Veyvondi

von Willebrand factor (VWF) is the carrier molecule for factor VIII (FVIII), an essential cofactor of secondary haemostasis that leads to the fibrin clot formation, and facilitates platelet adhesion to sub-endothelium at sites of vascular injury.Vonicog alfa is a recombinant human von Willebrand factor (rVWF). Vonicog alfa behaves in the same way as endogenous VWF.Administration of vonicog alfa allows correction of the haemostatic abnormalities exhibited by patients who suffer from VWF deficiency (VWD) at two levels: Vonicog alfa re-establishes platelet adhesion to the vascular sub-endothelium at the site of vascular damage (as it binds both to the vascular sub-endothelium matrix (for example, collagen) and to the platelet membrane), providing primary haemostasis as shown by the shortening of the bleeding time.

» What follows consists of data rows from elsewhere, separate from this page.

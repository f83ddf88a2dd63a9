//! Schema migrations for the state database.
//!
//! `PRAGMA user_version` records how many entries of [`MIGRATIONS`] have
//! been applied. Opening a database applies the rest, each in its own
//! transaction.

use rusqlite::Connection;
use tracing::info;

use crate::error::CoachError;

/// Schema steps in order; entry `n` upgrades version `n` to `n + 1`.
const MIGRATIONS: &[&str] = &[
    // v1: key-value table backing the state store
    r"
    CREATE TABLE IF NOT EXISTS kv (
        key TEXT PRIMARY KEY,
        value TEXT NOT NULL,
        updated_at TEXT NOT NULL
    );
    ",
];

/// Schema version after every migration has run.
#[must_use]
pub fn latest_version() -> i32 {
    i32::try_from(MIGRATIONS.len()).unwrap_or(i32::MAX)
}

/// Schema version recorded in the database; 0 for a new file.
///
/// # Errors
///
/// Returns an error if the pragma cannot be read.
pub fn get_version(conn: &Connection) -> Result<i32, CoachError> {
    conn.query_row("PRAGMA user_version", [], |row| row.get(0))
        .map_err(|e| CoachError::Database(format!("Failed to get schema version: {e}")))
}

/// Apply every migration newer than the recorded version.
///
/// # Errors
///
/// Returns an error if a migration fails; that step is rolled back.
pub fn run(conn: &Connection) -> Result<(), CoachError> {
    let current = get_version(conn)?;
    let pending = MIGRATIONS
        .iter()
        .enumerate()
        .skip(usize::try_from(current).unwrap_or(0));

    for (idx, sql) in pending {
        let version = i32::try_from(idx + 1).unwrap_or(i32::MAX);
        let failed = |e: rusqlite::Error| {
            CoachError::Database(format!("Migration v{version} failed: {e}"))
        };
        let tx = conn.unchecked_transaction().map_err(failed)?;
        tx.execute_batch(sql).map_err(failed)?;
        tx.execute_batch(&format!("PRAGMA user_version = {version};"))
            .map_err(failed)?;
        tx.commit().map_err(failed)?;
        info!(version, "schema migrated");
    }

    Ok(())
}
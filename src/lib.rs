//! stretch-coach - An offline Suzuki stretching coach
//!
//! Plans the daily routine as timed segments, runs them on a wall-clock
//! driven session clock, and keeps preferences and history in a local
//! `SQLite` store.

#![deny(unsafe_code)]
#![deny(clippy::unwrap_used)]
#![deny(clippy::expect_used)]
#![warn(clippy::pedantic)]
#![warn(clippy::nursery)]
#![allow(clippy::module_name_repetitions)]

pub mod cli;
pub mod config;
pub mod core;
pub mod error;
pub mod exercises;
pub mod features;
pub mod i18n;
pub mod output;
pub mod state;
pub mod storage;
pub mod tui;

pub use cli::args::{Cli, Commands, OutputFormat};
pub use error::CoachError;
pub use features::session::SessionController;
pub use state::StateStore;
//! Persisted state record: user configuration plus session history.
//!
//! The JSON shape is kept flat (`{"lang": .., "goal": .., "logs": {..}}`)
//! so records written by earlier versions keep loading.

use std::fmt;

use chrono::{DateTime, NaiveTime, Utc};
use serde::de::DeserializeOwned;
use serde::{Deserialize, Deserializer, Serialize};
use tracing::warn;

use crate::error::CoachError;

/// Allowed values for the daily practice target.
pub const MINUTES_OPTIONS: [u32; 4] = [10, 15, 20, 25];

/// Display language.
#[derive(Debug, Clone, Copy, PartialEq, Eq, Hash, PartialOrd, Ord, Serialize, Deserialize, Default)]
#[serde(rename_all = "lowercase")]
pub enum Language {
    /// Czech, the default.
    #[default]
    Cs,
    /// English.
    En,
}

impl Language {
    /// All supported languages.
    pub const ALL: [Self; 2] = [Self::Cs, Self::En];

    /// Two-letter code.
    #[must_use]
    pub const fn code(self) -> &'static str {
        match self {
            Self::Cs => "cs",
            Self::En => "en",
        }
    }

    /// Parse a two-letter code.
    #[must_use]
    pub fn from_code(code: &str) -> Option<Self> {
        match code.trim().to_lowercase().as_str() {
            "cs" | "cz" => Some(Self::Cs),
            "en" => Some(Self::En),
            _ => None,
        }
    }

    /// The other supported language.
    #[must_use]
    pub const fn toggled(self) -> Self {
        match self {
            Self::Cs => Self::En,
            Self::En => Self::Cs,
        }
    }
}

impl fmt::Display for Language {
    fn fmt(&self, f: &mut fmt::Formatter<'_>) -> fmt::Result {
        f.write_str(self.code())
    }
}

/// Training goal.
#[derive(Debug, Clone, Copy, PartialEq, Eq, Serialize, Deserialize, Default)]
pub enum Goal {
    /// General mobility.
    #[default]
    #[serde(rename = "obecna")]
    GeneralMobility,
    /// Bridge.
    #[serde(rename = "most")]
    Bridge,
    /// Front split.
    #[serde(rename = "provaz")]
    FrontSplit,
}

impl Goal {
    /// All goals in display order.
    pub const ALL: [Self; 3] = [Self::GeneralMobility, Self::Bridge, Self::FrontSplit];

    /// Persisted identifier.
    #[must_use]
    pub const fn as_str(self) -> &'static str {
        match self {
            Self::GeneralMobility => "obecna",
            Self::Bridge => "most",
            Self::FrontSplit => "provaz",
        }
    }

    /// Translation key for the goal's label.
    #[must_use]
    pub const fn label_key(self) -> &'static str {
        match self {
            Self::GeneralMobility => "settings.goalMobility",
            Self::Bridge => "settings.goalBridge",
            Self::FrontSplit => "settings.goalSplit",
        }
    }

    /// Parse a goal from its identifier or an English alias.
    #[must_use]
    pub fn parse(s: &str) -> Option<Self> {
        match s.trim().to_lowercase().as_str() {
            "obecna" | "mobility" | "general" => Some(Self::GeneralMobility),
            "most" | "bridge" => Some(Self::Bridge),
            "provaz" | "split" | "front-split" => Some(Self::FrontSplit),
            _ => None,
        }
    }

    /// The next goal in display order, wrapping around.
    #[must_use]
    pub fn next(self) -> Self {
        let idx = Self::ALL.iter().position(|g| *g == self).unwrap_or(0);
        Self::ALL[(idx + 1) % Self::ALL.len()]
    }
}

/// Body side for asymmetrical stretches.
#[derive(Debug, Clone, Copy, PartialEq, Eq, Serialize, Deserialize, Default)]
#[serde(rename_all = "lowercase")]
pub enum Side {
    /// Left side, the default start.
    #[default]
    Left,
    /// Right side.
    Right,
}

impl Side {
    /// The other side.
    #[must_use]
    pub const fn opposite(self) -> Self {
        match self {
            Self::Left => Self::Right,
            Self::Right => Self::Left,
        }
    }

    /// Persisted identifier.
    #[must_use]
    pub const fn as_str(self) -> &'static str {
        match self {
            Self::Left => "left",
            Self::Right => "right",
        }
    }

    /// Parse `left` or `right`.
    #[must_use]
    pub fn parse(s: &str) -> Option<Self> {
        match s.trim().to_lowercase().as_str() {
            "left" | "l" => Some(Self::Left),
            "right" | "r" => Some(Self::Right),
            _ => None,
        }
    }
}

/// User configuration, edited from the settings screen.
#[derive(Debug, Clone, PartialEq, Eq, Serialize, Deserialize)]
#[serde(rename_all = "camelCase", default)]
pub struct Configuration {
    /// Display language.
    #[serde(deserialize_with = "or_default")]
    pub lang: Language,
    /// Training goal.
    #[serde(deserialize_with = "or_default")]
    pub goal: Goal,
    /// Daily practice target in minutes.
    #[serde(deserialize_with = "minutes_or_default")]
    pub minutes_per_day: u32,
    /// Include partner-assisted exercises.
    #[serde(deserialize_with = "or_default")]
    pub partner_mode: bool,
    /// Side asymmetrical exercises start on.
    #[serde(deserialize_with = "or_default")]
    pub start_side: Side,
    /// Play audio cues between segments.
    #[serde(deserialize_with = "or_default")]
    pub sound: bool,
    /// Daily reminder time, persisted as `HH:MM` or an empty string. An
    /// unreadable value loads as no reminder.
    #[serde(with = "reminder_format")]
    pub reminder_time: Option<NaiveTime>,
}

impl Default for Configuration {
    fn default() -> Self {
        Self {
            lang: Language::Cs,
            goal: Goal::GeneralMobility,
            minutes_per_day: 15,
            partner_mode: false,
            start_side: Side::Left,
            sound: false,
            reminder_time: None,
        }
    }
}

impl Configuration {
    /// Validate a daily minutes value.
    ///
    /// # Errors
    ///
    /// Returns an error unless the value is one of [`MINUTES_OPTIONS`].
    pub fn validate_minutes(minutes: u32) -> Result<u32, CoachError> {
        if MINUTES_OPTIONS.contains(&minutes) {
            Ok(minutes)
        } else {
            Err(CoachError::InvalidArgument(format!(
                "minutes per day must be one of {MINUTES_OPTIONS:?}, got {minutes}"
            )))
        }
    }
}

/// A completed session, appended once and never edited.
#[derive(Debug, Clone, PartialEq, Eq, Serialize, Deserialize)]
#[serde(rename_all = "camelCase")]
pub struct SessionLog {
    /// Unique identifier (`session-<unix millis>`).
    pub id: String,
    /// Local date key (`YYYY-MM-DD`).
    pub date: String,
    /// When the session was saved.
    pub timestamp: DateTime<Utc>,
    /// Planned routine length in seconds.
    pub duration: u64,
    /// Free-text notes.
    #[serde(default)]
    pub notes: String,
    /// Goal at the time of saving.
    #[serde(default, deserialize_with = "or_default")]
    pub goal: Goal,
    /// Partner mode at the time of saving.
    pub partner_mode: bool,
    /// Exercise ids covered, in routine order.
    pub exercises: Vec<u32>,
}

/// A "back off" safety event.
#[derive(Debug, Clone, PartialEq, Eq, Serialize, Deserialize)]
#[serde(rename_all = "camelCase")]
pub struct BackOffLog {
    /// Exercise that caused discomfort.
    pub exercise_id: u32,
    /// When the user backed off.
    pub timestamp: DateTime<Utc>,
}

/// Historical logs.
#[derive(Debug, Clone, PartialEq, Eq, Serialize, Deserialize, Default)]
#[serde(rename_all = "camelCase", default)]
pub struct Logs {
    /// Completed sessions in save order.
    pub sessions: Vec<SessionLog>,
    /// Back-off events in occurrence order.
    pub back_off: Vec<BackOffLog>,
}

/// The full persisted record.
#[derive(Debug, Clone, PartialEq, Eq, Serialize, Deserialize, Default)]
#[serde(default)]
pub struct AppState {
    /// User configuration.
    #[serde(flatten)]
    pub config: Configuration,
    /// Session and back-off history.
    pub logs: Logs,
}

/// Read a field, keeping its default when the stored value is not one this
/// version understands. One stale field must not discard the history stored
/// beside it.
fn or_default<'de, D, T>(d: D) -> Result<T, D::Error>
where
    D: Deserializer<'de>,
    T: DeserializeOwned + Default,
{
    let raw = serde_json::Value::deserialize(d)?;
    Ok(T::deserialize(raw).unwrap_or_else(|e| {
        warn!(error = %e, "unrecognised stored value, using the default");
        T::default()
    }))
}

fn minutes_or_default<'de, D: Deserializer<'de>>(d: D) -> Result<u32, D::Error> {
    let minutes: u32 = or_default(d)?;
    Ok(Configuration::validate_minutes(minutes)
        .unwrap_or_else(|_| Configuration::default().minutes_per_day))
}

mod reminder_format {
    use chrono::NaiveTime;
    use serde::{Deserialize, Deserializer, Serializer};
    use tracing::warn;

    use crate::core::{format_reminder, parse_reminder};

    #[allow(clippy::ref_option)]
    pub fn serialize<S: Serializer>(value: &Option<NaiveTime>, s: S) -> Result<S::Ok, S::Error> {
        match value {
            Some(time) => s.serialize_str(&format_reminder(*time)),
            None => s.serialize_str(""),
        }
    }

    pub fn deserialize<'de, D: Deserializer<'de>>(d: D) -> Result<Option<NaiveTime>, D::Error> {
        let raw = serde_json::Value::deserialize(d)?;
        match raw.as_str().map(str::trim) {
            None | Some("") => Ok(None),
            Some(s) => {
                let time = parse_reminder(s);
                if time.is_none() {
                    warn!(value = s, "unreadable reminder time, reminder cleared");
                }
                Ok(time)
            }
        }
    }
}

#[cfg(test)]
mod tests {
    use super::*;
    use chrono::TimeZone;

    #[test]
    fn test_default_record_shape() {
        let json = serde_json::to_value(AppState::default()).unwrap();

        assert_eq!(json["lang"], "cs");
        assert_eq!(json["goal"], "obecna");
        assert_eq!(json["minutesPerDay"], 15);
        assert_eq!(json["partnerMode"], false);
        assert_eq!(json["startSide"], "left");
        assert_eq!(json["sound"], false);
        assert_eq!(json["reminderTime"], "");
        assert!(json["logs"]["sessions"].as_array().unwrap().is_empty());
        assert!(json["logs"]["backOff"].as_array().unwrap().is_empty());
    }

    #[test]
    fn test_missing_fields_default() {
        let state: AppState =
            serde_json::from_str(r#"{"goal":"most","reminderTime":"06:45"}"#).unwrap();

        assert_eq!(state.config.goal, Goal::Bridge);
        assert_eq!(state.config.reminder_time, NaiveTime::from_hms_opt(6, 45, 0));
        assert_eq!(state.config.minutes_per_day, 15);
        assert_eq!(state.config.lang, Language::Cs);
        assert!(state.logs.sessions.is_empty());
    }

    #[test]
    fn test_unknown_fields_ignored() {
        let state: AppState =
            serde_json::from_str(r#"{"theme":"dark","logs":{"sessions":[],"extra":1}}"#).unwrap();
        assert_eq!(state, AppState::default());
    }

    #[test]
    fn test_logs_roundtrip_keeps_camel_case() {
        let ts = Utc.with_ymd_and_hms(2024, 5, 1, 8, 0, 0).unwrap();
        let mut state = AppState::default();
        state.logs.back_off.push(BackOffLog {
            exercise_id: 7,
            timestamp: ts,
        });

        let raw = serde_json::to_string(&state).unwrap();
        assert!(raw.contains("\"backOff\":[{\"exerciseId\":7"));

        let parsed: AppState = serde_json::from_str(&raw).unwrap();
        assert_eq!(parsed, state);
    }

    #[test]
    fn test_invalid_reminder_clears_reminder() {
        let state: AppState = serde_json::from_str(r#"{"reminderTime":"late","goal":"most"}"#).unwrap();
        assert_eq!(state.config.reminder_time, None);
        assert_eq!(state.config.goal, Goal::Bridge);
    }

    #[test]
    fn test_unknown_values_fall_back_per_field() {
        let raw = r#"{
            "lang": "de",
            "goal": "yoga",
            "startSide": "up",
            "minutesPerDay": 12,
            "partnerMode": "yes",
            "sound": true,
            "logs": {"sessions": [{
                "id": "session-1", "date": "2024-05-01",
                "timestamp": "2024-05-01T08:00:00Z", "duration": 900,
                "goal": "yoga", "partnerMode": false, "exercises": [1, 2]
            }]}
        }"#;
        let state: AppState = serde_json::from_str(raw).unwrap();

        assert_eq!(state.config.lang, Language::Cs);
        assert_eq!(state.config.goal, Goal::GeneralMobility);
        assert_eq!(state.config.start_side, Side::Left);
        assert_eq!(state.config.minutes_per_day, 15);
        assert!(!state.config.partner_mode);
        assert!(state.config.sound);
        assert_eq!(state.logs.sessions.len(), 1);
        assert_eq!(state.logs.sessions[0].goal, Goal::GeneralMobility);
        assert_eq!(state.logs.sessions[0].exercises, vec![1, 2]);
    }

    #[test]
    fn test_validate_minutes() {
        assert_eq!(Configuration::validate_minutes(20).unwrap(), 20);
        assert!(Configuration::validate_minutes(12).is_err());
    }

    #[test]
    fn test_goal_cycle_and_parse() {
        assert_eq!(Goal::GeneralMobility.next(), Goal::Bridge);
        assert_eq!(Goal::FrontSplit.next(), Goal::GeneralMobility);
        assert_eq!(Goal::parse("split"), Some(Goal::FrontSplit));
        assert_eq!(Goal::parse("yoga"), None);
    }

    #[test]
    fn test_side_and_language_helpers() {
        assert_eq!(Side::Left.opposite(), Side::Right);
        assert_eq!(Side::parse("R"), Some(Side::Right));
        assert_eq!(Language::from_code("EN"), Some(Language::En));
        assert_eq!(Language::from_code("de"), None);
        assert_eq!(Language::Cs.toggled(), Language::En);
    }
}
//! Event handling for the TUI.

use std::time::Duration;

use crossterm::event::{self, Event, KeyCode, KeyEvent, KeyEventKind, KeyModifiers};

use crate::error::CoachError;
use crate::tui::app::{App, Route};

/// Action to take after handling an event.
#[derive(Debug, Clone, Copy, PartialEq, Eq)]
pub enum Action {
    /// Quit the application.
    Quit,
    /// Switch to another screen.
    Navigate(Route),
    /// Pause and record a back-off.
    BackOff,
    /// Save the completed session.
    Save,
    /// Cycle the selected preference.
    CycleSetting,
    /// Ask for, or confirm, a full data reset.
    ResetAll,
}

/// Wait up to `timeout` for a terminal event and handle it.
///
/// Returns an action to take, or None if no action is needed.
///
/// # Errors
///
/// Returns an error if event polling fails.
pub fn handle_events(app: &mut App<'_>, timeout: Duration) -> Result<Option<Action>, CoachError> {
    if !event::poll(timeout).map_err(|e| CoachError::Terminal(format!("Event poll failed: {e}")))? {
        return Ok(None);
    }
    match event::read().map_err(|e| CoachError::Terminal(format!("Event read failed: {e}")))? {
        Event::Key(key) if key.kind == KeyEventKind::Press => Ok(handle_key(app, key)),
        _ => Ok(None),
    }
}

/// Map one key press to app changes or an action.
pub fn handle_key(app: &mut App<'_>, key: KeyEvent) -> Option<Action> {
    if key.modifiers.contains(KeyModifiers::CONTROL) && key.code == KeyCode::Char('c') {
        return Some(Action::Quit);
    }

    // The safety notice is modal.
    if app.notice.is_some() {
        if matches!(key.code, KeyCode::Esc | KeyCode::Enter) {
            app.dismiss_notice();
        }
        return None;
    }

    if app.route == Route::Session && app.editing_notes() {
        return match key.code {
            KeyCode::Enter => Some(Action::Save),
            KeyCode::Backspace => {
                if let Some(session) = app.session.as_mut() {
                    session.pop_note();
                }
                None
            }
            KeyCode::Esc => Some(Action::Navigate(Route::Home)),
            KeyCode::Char(c) => {
                if let Some(session) = app.session.as_mut() {
                    session.push_note(c);
                }
                None
            }
            _ => None,
        };
    }

    match key.code {
        KeyCode::Char('q') => return Some(Action::Quit),
        KeyCode::Char(c @ '1'..='5') => return Route::from_digit(c).map(Action::Navigate),
        _ => {}
    }

    match app.route {
        Route::Session => handle_session_key(app, key.code),
        Route::Settings => handle_settings_key(app, key.code),
        Route::Home => match key.code {
            KeyCode::Enter | KeyCode::Char(' ') => Some(Action::Navigate(Route::Session)),
            _ => None,
        },
        Route::Exercises | Route::Progress => None,
    }
}

fn handle_session_key(app: &mut App<'_>, code: KeyCode) -> Option<Action> {
    match code {
        KeyCode::Char(' ') => app.toggle_run_pause(),
        KeyCode::Char('n') | KeyCode::Right => app.next_segment(),
        KeyCode::Char('b') | KeyCode::Left => app.previous_segment(),
        KeyCode::Char('r') => app.reset_session(),
        KeyCode::Char('o') => return Some(Action::BackOff),
        KeyCode::Esc => return Some(Action::Navigate(Route::Home)),
        _ => {}
    }
    None
}

fn handle_settings_key(app: &mut App<'_>, code: KeyCode) -> Option<Action> {
    match code {
        KeyCode::Up | KeyCode::Char('k') => app.select_previous_field(),
        KeyCode::Down | KeyCode::Char('j') => app.select_next_field(),
        KeyCode::Enter | KeyCode::Char(' ') => return Some(Action::CycleSetting),
        KeyCode::Char('X') => return Some(Action::ResetAll),
        KeyCode::Char('y') if app.confirm_reset => return Some(Action::ResetAll),
        _ => app.cancel_reset(),
    }
    None
}

#[cfg(test)]
mod tests {
    use super::*;
    use crate::cli::args::Cli;
    use crate::cli::Context;
    use crate::features::session::SessionStatus;
    use clap::Parser;
    use tempfile::TempDir;

    fn context(dir: &TempDir) -> Context {
        let root = dir.path().to_str().unwrap();
        Context::open(&Cli::try_parse_from(["stretch-coach", "--data-dir", root, "tui"]).unwrap())
            .unwrap()
    }

    fn press(app: &mut App<'_>, code: KeyCode) -> Option<Action> {
        handle_key(app, KeyEvent::new(code, KeyModifiers::NONE))
    }

    #[test]
    fn test_digits_switch_routes() {
        let dir = TempDir::new().unwrap();
        let mut ctx = context(&dir);
        let mut app = App::new(&mut ctx, Route::Home);

        assert_eq!(press(&mut app, KeyCode::Char('4')), Some(Action::Navigate(Route::Settings)));
        assert_eq!(press(&mut app, KeyCode::Char('9')), None);
        assert_eq!(press(&mut app, KeyCode::Char('q')), Some(Action::Quit));
    }

    #[test]
    fn test_ctrl_c_quits() {
        let dir = TempDir::new().unwrap();
        let mut ctx = context(&dir);
        let mut app = App::new(&mut ctx, Route::Session);
        let key = KeyEvent::new(KeyCode::Char('c'), KeyModifiers::CONTROL);
        assert_eq!(handle_key(&mut app, key), Some(Action::Quit));
    }

    #[test]
    fn test_space_starts_session() {
        let dir = TempDir::new().unwrap();
        let mut ctx = context(&dir);
        let mut app = App::new(&mut ctx, Route::Session);

        assert_eq!(press(&mut app, KeyCode::Char(' ')), None);
        assert_eq!(
            app.session.as_ref().map(|s| s.status()),
            Some(SessionStatus::Running)
        );
        assert_eq!(press(&mut app, KeyCode::Char('o')), Some(Action::BackOff));
    }

    #[test]
    fn test_wait_shrinks_while_session_runs() {
        let dir = TempDir::new().unwrap();
        let mut ctx = context(&dir);
        let idle = ctx.config.session.poll_interval();
        let mut app = App::new(&mut ctx, Route::Session);
        assert_eq!(app.poll_interval(), idle);

        press(&mut app, KeyCode::Char(' '));
        assert!(app.poll_interval() <= idle);
        press(&mut app, KeyCode::Char(' '));
        assert_eq!(app.poll_interval(), idle);
    }

    #[test]
    fn test_corrupt_state_shown_in_status() {
        let dir = TempDir::new().unwrap();
        drop(context(&dir));
        crate::storage::Database::open_at(&dir.path().join("coach.db"))
            .unwrap()
            .put(crate::state::STATE_KEY, "[1, 2")
            .unwrap();

        let mut ctx = context(&dir);
        let app = App::new(&mut ctx, Route::Home);
        assert_eq!(app.status, Some(app.ctx.translator.t("app.stateReset")));
    }

    #[test]
    fn test_leaving_session_drops_it() {
        let dir = TempDir::new().unwrap();
        let mut ctx = context(&dir);
        let mut app = App::new(&mut ctx, Route::Session);
        assert!(app.session.is_some());

        app.navigate(Route::Exercises);
        assert!(app.session.is_none());
    }

    #[test]
    fn test_notice_is_modal() {
        let dir = TempDir::new().unwrap();
        let mut ctx = context(&dir);
        let mut app = App::new(&mut ctx, Route::Session);
        app.back_off().unwrap();
        assert!(app.notice.is_some());

        assert_eq!(press(&mut app, KeyCode::Char('q')), None);
        assert!(app.notice.is_some());
        assert_eq!(press(&mut app, KeyCode::Esc), None);
        assert!(app.notice.is_none());
        assert_eq!(app.ctx.store.logs().back_off.len(), 1);
    }

    #[test]
    fn test_reset_needs_confirmation() {
        let dir = TempDir::new().unwrap();
        let mut ctx = context(&dir);
        let mut app = App::new(&mut ctx, Route::Settings);

        assert_eq!(press(&mut app, KeyCode::Char('y')), None);
        assert_eq!(press(&mut app, KeyCode::Char('X')), Some(Action::ResetAll));
        app.request_reset().unwrap();
        assert!(app.confirm_reset);
        assert_eq!(press(&mut app, KeyCode::Char('y')), Some(Action::ResetAll));
        assert_eq!(press(&mut app, KeyCode::Char('z')), None);
        assert!(!app.confirm_reset);
    }

    #[test]
    fn test_cycle_setting_persists() {
        let dir = TempDir::new().unwrap();
        let mut ctx = context(&dir);
        let mut app = App::new(&mut ctx, Route::Settings);
        app.select_next_field();
        app.select_next_field();
        app.cycle_setting().unwrap();

        assert_eq!(app.ctx.store.config().lang, crate::state::Language::En);
        assert_eq!(app.ctx.translator.lang(), crate::state::Language::En);
        assert_eq!(app.status.as_deref(), Some("Settings saved"));
    }

    #[test]
    fn test_reset_keeps_display_language() {
        let dir = TempDir::new().unwrap();
        let mut ctx = context(&dir);
        let mut app = App::new(&mut ctx, Route::Settings);
        app.select_next_field();
        app.select_next_field();
        assert_eq!(press(&mut app, KeyCode::Enter), Some(Action::CycleSetting));
        app.cycle_setting().unwrap();
        app.ctx.update_state(|s| s.config.sound = true).unwrap();

        app.request_reset().unwrap();
        app.request_reset().unwrap();
        assert!(!app.ctx.store.config().sound);
        assert_eq!(app.ctx.store.config().lang, crate::state::Language::En);
        assert_eq!(app.ctx.translator.lang(), crate::state::Language::En);
        assert_eq!(app.status.as_deref(), Some("Settings saved"));
    }
}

This effect occurs immediately and is known to depend to a large extent on the level of polymerisation of the protein. Vonicog alfa produces delayed correction of the associated FVIII deficiency. Administered intravenously, vonicog alfa binds to endogenous FVIII (which is produced normally by the patient), and by stabilising this factor, avoids its rapid degradation. Because of this, administration of vonicog alfa restores the FVIII:C level to normal as a secondary effect. After the first infusion, the FVIII:C rises above 40% within 6 hours and peaks within 24 hours in a majority of patients, depending on the baseline FVIII:C level. The adhesive activity of rvWF depends on the size of its multimers, with ultra-large multimers being the most effective in supporting interactions with collagen and platelet receptors.